Relationship between meager subsets of $\mathbb{R}$ and $\omega^\omega$.

Question

I'm reading this book about structure of the real line. One of the things that's proven there is that $\mathfrak{b}\leq non(\mathcal{M}).$ And the proof goes as follows:

For every $f\in\omega^\omega$ let us define $K_f$ as follows: $$K_f=\lbrace g\in\omega^\omega:\ g\preceq f\rbrace.$$ We observe that $$K_f=\bigcup_n \bigcap_{k>n} \lbrace g\in\omega^\omega:\ g(k)\leq f(k)\rbrace.$$ So for every $f$ a set $K_f$ is a union of nowhere-dense sets a thus - first category subset of space $\omega^\omega$.

Suppose that $\kappa<\mathfrak{b}$ and that $\lbrace f_\alpha:\ \alpha<\kappa\rbrace\subseteq\omega^\omega$. Then there exists a function $f\in\omega^\omega$ such that $$(\forall \alpha<\kappa)(f_\alpha \preceq f).$$ But then we have $$\lbrace f_\alpha:\ \alpha<\kappa\rbrace\subseteq K_f,$$ so $non(\mathcal{M})\geq\mathfrak{b}$.

My main question is why are we proving this for $\omega^\omega$ and not for $\mathbb{R}$? Are meager sets in $\omega^\omega$ somehow connected to meager sets of $\mathbb{R}$?

Answer 1

Often $\omega^\omega$ is easier to work with than $\mathbb{R}$, and despite their obvious topological differences for many purposes in logic they're basically equivalent:

• They're (low-level) Borel isomorphic, so descriptive set theoretic questions above the first few levels of the Borel hierarchy can't distinguish between them.

• There's a homeomorphism between $\omega^\omega$ and $\mathbb{R}\setminus\mathbb{Q}$; since $\mathbb{Q}$ is "small" in $\mathbb{R}$ (= countable, and so a fortiori meager and null), this means that many of their cardinal invariants are equal.

• Moreover there's also a continuous bijection from $\omega^\omega$ to $\mathbb{R}$ - see e.g. here (whose inverse of course is badly discontinuous).

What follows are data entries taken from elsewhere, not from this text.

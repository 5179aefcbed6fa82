//! Domain model for the 1D address line.
//!
//! Everything the engine stores or hands to a drawing context is built from
//! these value types:
//!
//! - `Point` - a zero-length position on the line
//! - `Interval` - a normalized `[start, end]` range with `start < end`
//! - `Element` - either of the two, used at the drawing-context boundary
//! - `Element1D` - shared geometry (center, length, overlap, displacement)
//! - `gaps` - open space between neighboring intervals

mod element;
pub mod gaps;
mod interval;
mod point;

pub use element::{Element, Element1D};
pub use interval::Interval;
pub use point::Point;
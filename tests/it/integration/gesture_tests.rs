//! Gesture Workflow Integration Tests

use crate::helpers::{TestBoard, TestBoardBuilder, at, double_click, drag, intervals, iv};
use spanboard::{ChangeEvent, CursorKind, Point};

#[test]
fn test_create_on_empty_line() {
    let (mut board, log) = TestBoardBuilder::new().build();
    drag(&mut board, 10, &[20, 40]);

    assert_eq!(intervals(&board), vec![iv(10, 40)]);
    assert_eq!(log.changes(), vec![ChangeEvent::Created { interval: iv(10, 40) }]);
    assert_eq!(
        log.events().iter().filter(|event| event.is_drag()).count(),
        2,
        "one drag notification per distinct working interval"
    );
}

#[test]
fn test_create_is_clamped_to_free_space() {
    let (mut board, log) = TestBoardBuilder::new().with_interval(0, 10).with_interval(50, 60).build();
    drag(&mut board, 30, &[90]);

    assert_eq!(intervals(&board), vec![iv(0, 10), iv(30, 49), iv(50, 60)]);
    assert_eq!(log.changes(), vec![ChangeEvent::Created { interval: iv(30, 49) }]);
}

#[test]
fn test_create_across_anchor_flips() {
    let (mut board, log) = TestBoardBuilder::new().build();
    drag(&mut board, 50, &[70, 20]);

    assert_eq!(intervals(&board), vec![iv(20, 50)]);
    assert_eq!(log.changes(), vec![ChangeEvent::Created { interval: iv(20, 50) }]);
}

#[test]
fn test_resize_clamps_against_neighbor() {
    let (mut board, log) = TestBoardBuilder::new().with_interval(10, 20).with_interval(40, 50).build();
    drag(&mut board, 20, &[45]);

    assert_eq!(intervals(&board), vec![iv(10, 39), iv(40, 50)]);
    assert_eq!(
        log.changes(),
        vec![ChangeEvent::Changed {
            from: iv(10, 20),
            to: iv(10, 39)
        }]
    );
}

#[test]
fn test_resize_start_boundary_past_end() {
    let (mut board, log) = TestBoardBuilder::new().with_interval(20, 60).build();
    drag(&mut board, 22, &[80]);

    assert_eq!(intervals(&board), vec![iv(60, 80)]);
    assert_eq!(
        log.changes(),
        vec![ChangeEvent::Changed {
            from: iv(20, 60),
            to: iv(60, 80)
        }]
    );
}

#[test]
fn test_move_cascades_left_of_blocker() {
    let (mut board, log) = TestBoardBuilder::new().with_interval(0, 10).with_interval(20, 30).build();
    // grabbed at 5, tentative [15, 25] with the pointer left of 25
    drag(&mut board, 5, &[20]);

    assert_eq!(intervals(&board), vec![iv(9, 19), iv(20, 30)]);
    assert_eq!(
        log.changes(),
        vec![ChangeEvent::Changed {
            from: iv(0, 10),
            to: iv(9, 19)
        }]
    );
}

#[test]
fn test_move_cascades_right_of_blocker() {
    let (mut board, _) = TestBoardBuilder::new().with_interval(0, 10).with_interval(20, 30).build();
    drag(&mut board, 5, &[25]);

    assert_eq!(intervals(&board), vec![iv(20, 30), iv(31, 41)]);
}

#[test]
fn test_move_without_room_stays_put() {
    let (mut board, log) = TestBoardBuilder::new()
        .with_interval(0, 5)
        .with_interval(12, 18)
        .with_interval(25, 35)
        .build();
    // tentative [8, 18] hits [12, 18]; the space after [0, 5] is too narrow
    drag(&mut board, 30, &[13]);

    assert_eq!(intervals(&board), vec![iv(0, 5), iv(12, 18), iv(25, 35)]);
    assert!(log.events().is_empty());
}

#[test]
fn test_move_stops_at_line_end() {
    let (mut board, _) = TestBoardBuilder::new().with_interval(40, 60).build();
    let (x, y) = at(&board, 50);
    board.pointer_down(x, y).unwrap();
    board.pointer_move(500, y).unwrap();
    board.pointer_up(500, y).unwrap();

    assert_eq!(intervals(&board), vec![iv(80, 100)]);
}

#[test]
fn test_double_click_deletes() {
    let (mut board, log) = TestBoardBuilder::new().with_interval(10, 40).with_interval(60, 70).build();
    double_click(&mut board, 25);
    double_click(&mut board, 50);

    assert_eq!(intervals(&board), vec![iv(60, 70)]);
    assert_eq!(log.events(), vec![ChangeEvent::Deleted { interval: iv(10, 40) }]);
    assert_eq!(board.context().label_for(iv(0, 60)), Some("60"));
    assert_eq!(board.context().label_for(iv(10, 40)), None);
}

#[test]
fn test_double_click_while_dragging_is_ignored() {
    let (mut board, _) = TestBoardBuilder::new().with_interval(10, 40).build();
    let (x, y) = at(&board, 25);
    board.pointer_down(x, y).unwrap();
    board.pointer_double_click(x, y).unwrap();
    assert!(board.is_dragging());
    assert_eq!(intervals(&board), vec![iv(10, 40)]);
}

#[test]
fn test_cursor_follows_selection() {
    let (mut board, _) = TestBoardBuilder::new().with_interval(20, 60).build();
    let mut cursor_at = |x| {
        let (dx, dy) = at(&board, x);
        board.pointer_move(dx, dy).unwrap();
        (board.context().cursor(), board.hover())
    };

    assert_eq!(cursor_at(40), (CursorKind::Move, None));
    assert_eq!(cursor_at(57), (CursorKind::Resize, None));
    assert_eq!(cursor_at(85), (CursorKind::Default, Some(Point::new(85))));
    assert_eq!(cursor_at(12), (CursorKind::Resize, None));
}

#[test]
fn test_pointer_off_surface_clears_hover() {
    let (mut board, _) = TestBoardBuilder::new().build();
    board.pointer_move(30, 5).unwrap();
    assert_eq!(board.hover(), Some(Point::new(30)));

    board.pointer_move(30, 500).unwrap();
    assert_eq!(board.hover(), None);
    assert_eq!(board.context().markers().count(), 0);
}

#[test]
fn test_cancel_drag_reports_working_interval() {
    let (mut board, log) = TestBoardBuilder::new().build();
    let (x, y) = at(&board, 10);
    board.pointer_down(x, y).unwrap();
    board.pointer_move(60, 300).unwrap();
    board.cancel_drag().unwrap();

    assert!(!board.is_dragging());
    assert_eq!(log.changes(), vec![ChangeEvent::Created { interval: iv(10, 60) }]);
}

#[test]
fn test_gap_labels_track_every_change() {
    let (mut board, _) = TestBoardBuilder::new().with_interval(20, 30).build();
    drag(&mut board, 50, &[70]);

    assert_eq!(board.gaps(), vec![iv(0, 20), iv(30, 50), iv(70, 100)]);
    let labels: Vec<(String, String)> = board
        .context()
        .labels()
        .iter()
        .map(|(element, text)| (element.to_string(), text.clone()))
        .collect();
    assert_eq!(
        labels,
        vec![
            ("[0, 20]".to_string(), "20".to_string()),
            ("[20, 30]".to_string(), "10".to_string()),
            ("[30, 50]".to_string(), "20".to_string()),
            ("[50, 70]".to_string(), "20".to_string()),
            ("[70, 100]".to_string(), "30".to_string()),
        ]
    );
}

#[test]
fn test_empty_line_label_survives_create_and_delete() {
    let (mut board, _) = TestBoardBuilder::new().build();
    let whole_line = || vec![("[0, 100]".to_string(), "100".to_string())];
    let labels = |board: &TestBoard| -> Vec<(String, String)> {
        board
            .context()
            .labels()
            .iter()
            .map(|(element, text)| (element.to_string(), text.clone()))
            .collect()
    };
    assert_eq!(labels(&board), whole_line());

    drag(&mut board, 20, &[40]);
    assert_eq!(board.context().label_for(iv(0, 100)), None);
    double_click(&mut board, 30);
    assert_eq!(labels(&board), whole_line());
}

#[test]
fn test_create_down_move_up() {
    let (mut board, log) = TestBoardBuilder::new().build();
    drag(&mut board, 20, &[40]);
    assert_eq!(log.events().last(), Some(&ChangeEvent::Created { interval: iv(20, 40) }));
}

#[test]
fn test_resize_toward_neighbor_stops_short() {
    let (mut board, _) = TestBoardBuilder::new().with_interval(10, 30).with_interval(40, 60).build();
    drag(&mut board, 30, &[50]);
    assert_eq!(intervals(&board), vec![iv(10, 39), iv(40, 60)]);
}

#[test]
fn test_double_click_removes_label() {
    let (mut board, log) = TestBoardBuilder::new().with_interval(5, 15).build();
    assert_eq!(board.context().label_for(iv(5, 15)), Some("10"));
    double_click(&mut board, 10);
    assert!(intervals(&board).is_empty());
    assert_eq!(board.context().label_for(iv(5, 15)), None);
    assert_eq!(log.changes(), vec![ChangeEvent::Deleted { interval: iv(5, 15) }]);
}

However, in my experience that's actually less useful than the bulletpoint above.

In particular, for the question in the OP the second bulletpoint above guarantees that we can answer the question for $\mathbb{R}$ by answering it for $\omega^\omega$.

Answer 2

A simple answer: $\omega^\omega$ is just homeomorphic to the set of irrationals in $\Bbb R$. So if we cover it by $\kappa$ many non-meager sets, we can just add, say, one rational to each in the irrationals-version and get a similar cover for the reals and vice versa is similar as well. So the covering numbers for $\omega^\omega$ and $\Bbb R$ are always the same.